Sunday, November 26, 2017

 
An End to Wit’s First Chapter

It was, at best, a place you never thought you’d find yourself drinking beer, located in an out-of-the-way strip of industrial warehouse space in a part of south Denver not known for its business atmosphere. I once invited four couples there for a happy hour, and three got lost.

But the now-former home of Wit’s End Brewing had a subtle charm as well, a we-brew-unpretentious-beer-and-hang-out-wherever-we-can aura. And it infected the offerings that sprang from Scott Witsoe’s taps – beer that almost never met a Brewers Association style guideline but made you stop and ponder every new creation all the same, admiring the complexities and unusual flavors that sprang from them.
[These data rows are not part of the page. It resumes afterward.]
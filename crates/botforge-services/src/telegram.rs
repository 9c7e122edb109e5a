// SPDX-FileCopyrightText: 2026 Botforge Contributors
// SPDX-License-Identifier: MIT OR Apache-2.0

//! Telegram Bot API client.
//!
//! Covers the three methods the platform needs: `sendMessage` for webhook
//! replies, and `setWebhook`/`deleteWebhook` to point Telegram's update
//! delivery at (or away from) the gateway's per-bot webhook endpoint. The
//! bot token is supplied per call because every bot has its own token.

use std::time::Duration;

use async_trait::async_trait;
use botforge_config::model::TelegramConfig;
use botforge_core::types::ServiceCall;
use botforge_core::{BotforgeError, WebhookRegistrar};
use serde::{Deserialize, Serialize};
use tracing::{debug, info};

#[derive(Serialize)]
struct SendMessageRequest<'a> {
    chat_id: i64,
    text: &'a str,
}

#[derive(Serialize)]
struct SetWebhookRequest<'a> {
    url: &'a str,
    allowed_updates: &'a [&'a str],
}

#[derive(Deserialize)]
struct TelegramResponse {
    ok: bool,
    description: Option<String>,
}

/// Client for the Telegram Bot API.
#[derive(Debug, Clone)]
pub struct TelegramClient {
    client: reqwest::Client,
    api_base: String,
    webhook_base: String,
}

impl TelegramClient {
    pub fn new(config: &TelegramConfig) -> Result<Self, BotforgeError> {
        let client = reqwest::Client::builder()
            .timeout(Duration::from_secs(30))
            .build()
            .map_err(|e| BotforgeError::Channel {
                message: format!("failed to build HTTP client: {e}"),
                source: Some(Box::new(e)),
            })?;
        Ok(Self {
            client,
            api_base: config.api_base.trim_end_matches('/').to_string(),
            webhook_base: config.webhook_base.trim_end_matches('/').to_string(),
        })
    }

    /// Overrides the API base URL (for testing with wiremock).
    #[cfg(test)]
    pub fn with_api_base(mut self, url: String) -> Self {
        self.api_base = url.trim_end_matches('/').to_string();
        self
    }

    /// Send a text reply to a chat on behalf of the bot owning `token`.
    pub async fn send_message(
        &self,
        token: &str,
        chat_id: i64,
        text: &str,
    ) -> Result<(), BotforgeError> {
        let url = format!("{}/bot{token}/sendMessage", self.api_base);
        let response = self
            .client
            .post(&url)
            .json(&SendMessageRequest { chat_id, text })
            .send()
            .await
            .map_err(|e| BotforgeError::Channel {
                message: format!("sendMessage request failed: {e}"),
                source: Some(Box::new(e)),
            })?;

        let status = response.status();
        debug!(%status, chat_id, "sendMessage response received");
        let body: TelegramResponse =
            response.json().await.map_err(|e| BotforgeError::Channel {
                message: format!("malformed sendMessage response: {e}"),
                source: Some(Box::new(e)),
            })?;
        if !body.ok {
            let detail = body
                .description
                .unwrap_or_else(|| format!("HTTP {status}"));
            return Err(BotforgeError::Channel {
                message: format!("sendMessage rejected: {detail}"),
                source: None,
            });
        }
        Ok(())
    }

    /// Tell Telegram to deliver the bot's updates to `url`.
    pub async fn set_webhook(&self, token: &str, url: &str) -> Result<(), BotforgeError> {
        let body = SetWebhookRequest {
            url,
            allowed_updates: &["message", "callback_query"],
        };
        self.call_method(token, "setWebhook", ServiceCall::RegisterWebhook, Some(&body))
            .await
    }

    /// Remove the bot's webhook; Telegram stops delivering updates.
    pub async fn delete_webhook(&self, token: &str) -> Result<(), BotforgeError> {
        self.call_method::<()>(token, "deleteWebhook", ServiceCall::UnregisterWebhook, None)
            .await
    }

    async fn call_method<B: Serialize + Sync>(
        &self,
        token: &str,
        method: &str,
        call: ServiceCall,
        body: Option<&B>,
    ) -> Result<(), BotforgeError> {
        let url = format!("{}/bot{token}/{method}", self.api_base);
        let mut request = self.client.post(&url);
        if let Some(body) = body {
            request = request.json(body);
        }
        let response = request.send().await.map_err(|e| BotforgeError::Upstream {
            call,
            message: format!("{method} request failed: {e}"),
            source: Some(Box::new(e)),
        })?;

        let status = response.status();
        let parsed: TelegramResponse =
            response.json().await.map_err(|e| BotforgeError::Upstream {
                call,
                message: format!("malformed {method} response: {e}"),
                source: Some(Box::new(e)),
            })?;
        if !parsed.ok {
            let detail = parsed
                .description
                .unwrap_or_else(|| format!("HTTP {status}"));
            return Err(BotforgeError::upstream(
                call,
                format!("{method} rejected: {detail}"),
            ));
        }
        Ok(())
    }
}

#[async_trait]
impl WebhookRegistrar for TelegramClient {
    async fn register_webhook(&self, token: &str, bot_id: &str) -> Result<(), BotforgeError> {
        let url = format!("{}/webhook/{bot_id}", self.webhook_base);
        self.set_webhook(token, &url).await?;
        info!(bot_id, %url, "webhook registered");
        Ok(())
    }

    async fn unregister_webhook(&self, token: &str, bot_id: &str) -> Result<(), BotforgeError> {
        self.delete_webhook(token).await?;
        info!(bot_id, "webhook unregistered");
        Ok(())
    }
}
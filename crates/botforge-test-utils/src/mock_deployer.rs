// SPDX-FileCopyrightText: 2026 Botforge Contributors
// SPDX-License-Identifier: MIT OR Apache-2.0

//! Mock deploy manager with scriptable status and failures.

use std::sync::Mutex;

use async_trait::async_trait;
use botforge_core::types::{DeployOutput, RuntimeSnapshot, ServiceCall, ShutdownOutput};
use botforge_core::{BotforgeError, DeployManager, RuntimeStatus};

use crate::CallLog;

/// A mock [`DeployManager`] for deterministic testing.
pub struct MockDeployManager {
    log: CallLog,
    status: Mutex<RuntimeSnapshot>,
    deploy_failure: Mutex<Option<String>>,
    scale_failure: Mutex<Option<String>>,
    shutdown_failure: Mutex<Option<String>>,
}

impl MockDeployManager {
    pub fn new(log: CallLog) -> Self {
        Self {
            log,
            status: Mutex::new(RuntimeSnapshot {
                runtime_status: RuntimeStatus::Running,
                deployment_type: "kubernetes".to_string(),
            }),
            deploy_failure: Mutex::new(None),
            scale_failure: Mutex::new(None),
            shutdown_failure: Mutex::new(None),
        }
    }

    pub fn set_status(&self, snapshot: RuntimeSnapshot) {
        *self.status.lock().unwrap() = snapshot;
    }

    pub fn fail_deploy(&self, message: impl Into<String>) {
        *self.deploy_failure.lock().unwrap() = Some(message.into());
    }

    pub fn fail_scale(&self, message: impl Into<String>) {
        *self.scale_failure.lock().unwrap() = Some(message.into());
    }

    pub fn fail_shutdown(&self, message: impl Into<String>) {
        *self.shutdown_failure.lock().unwrap() = Some(message.into());
    }
}

impl Default for MockDeployManager {
    fn default() -> Self {
        Self::new(CallLog::new())
    }
}

#[async_trait]
impl DeployManager for MockDeployManager {
    async fn deploy(
        &self,
        bot_id: &str,
        user_id: &str,
        image_tag: &str,
    ) -> Result<DeployOutput, BotforgeError> {
        self.log.record(format!("deploy {bot_id} {user_id} {image_tag}"));
        if let Some(message) = self.deploy_failure.lock().unwrap().clone() {
            return Err(BotforgeError::upstream(ServiceCall::Deploy, message));
        }
        Ok(DeployOutput {
            logs: vec!["deployed".to_string()],
            namespace: "ns".to_string(),
            deployment_name: "dep".to_string(),
        })
    }

    async fn status(&self, bot_id: &str, user_id: &str) -> Result<RuntimeSnapshot, BotforgeError> {
        self.log.record(format!("status {bot_id} {user_id}"));
        Ok(self.status.lock().unwrap().clone())
    }

    async fn scale_to_zero(&self, bot_id: &str, user_id: &str) -> Result<(), BotforgeError> {
        self.log.record(format!("scale {bot_id} {user_id}"));
        if let Some(message) = self.scale_failure.lock().unwrap().clone() {
            return Err(BotforgeError::upstream(ServiceCall::Scale, message));
        }
        Ok(())
    }

    async fn shutdown(
        &self,
        bot_id: &str,
        user_id: &str,
    ) -> Result<ShutdownOutput, BotforgeError> {
        self.log.record(format!("shutdown {bot_id} {user_id}"));
        if let Some(message) = self.shutdown_failure.lock().unwrap().clone() {
            return Err(BotforgeError::upstream(ServiceCall::Shutdown, message));
        }
        Ok(ShutdownOutput {
            logs: vec!["deployment removed".to_string()],
        })
    }
}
The final day for that quirky location came Saturday, six days before Wit’s End will become the first brewery in the state to cohabitate with another and move into the space that Strange Craft Beer has occupied south of Mile High Stadium since 2010. And it came with a packed house, made up mainly of hard-core regulars and industry professionals.

“It should have been like this more often,” said Tim Myers, co-owner of Strange (shown at right with Wits), which will share operations and taproom space with Wit’s End going forward, even as the two craft breweries will remain independently owned.

Wit’s End is a brewery that could throw anything into a recipe — a trait honored in the name of its Kitchen Sink Porter, as in “we threw everything in the kitchen sink into the mash.” It added Indian jaggery sugar to an ESB to create its Mick Jaggery, quite possibly its most unique recipe. And every time you thought it was going classically Belgian or classically hoppy, Witsoe would add ingredients to make the beer a hybrid that was unique and tastier.

Witsoe, the immaculately bearded former home brewer who will step back from the day-to-day running of the brewery under the new partnership, said amidst the large crowd Saturday that it was a bittersweet day – the end to a six-year road that saw him capture Great American Beer Festival and World Beer Cup medals and end up once on the cover of the New York Times.

Yet, even as he said that he’ll miss the old place at 2nd and Bryant, he acknowledged that the partnership with Strange is likely to expand his opportunities, both from the distribution standpoint and the ability to get his beers in front of the wider audience that they deserve. Burns Family Artisan Ales, a new brewery helmed by former Jagged Mountain founding brewer Wayne Burns, will move in Dec. 1 and focus on high-alcohol beers.

Here’s hoping the folks who never made it into the original Wit’s End location discover it at its new home and savor it for what it is — a one-of-its-kind brewery that continues to stand out in a Denver beer scene where doing so is becoming a harder task.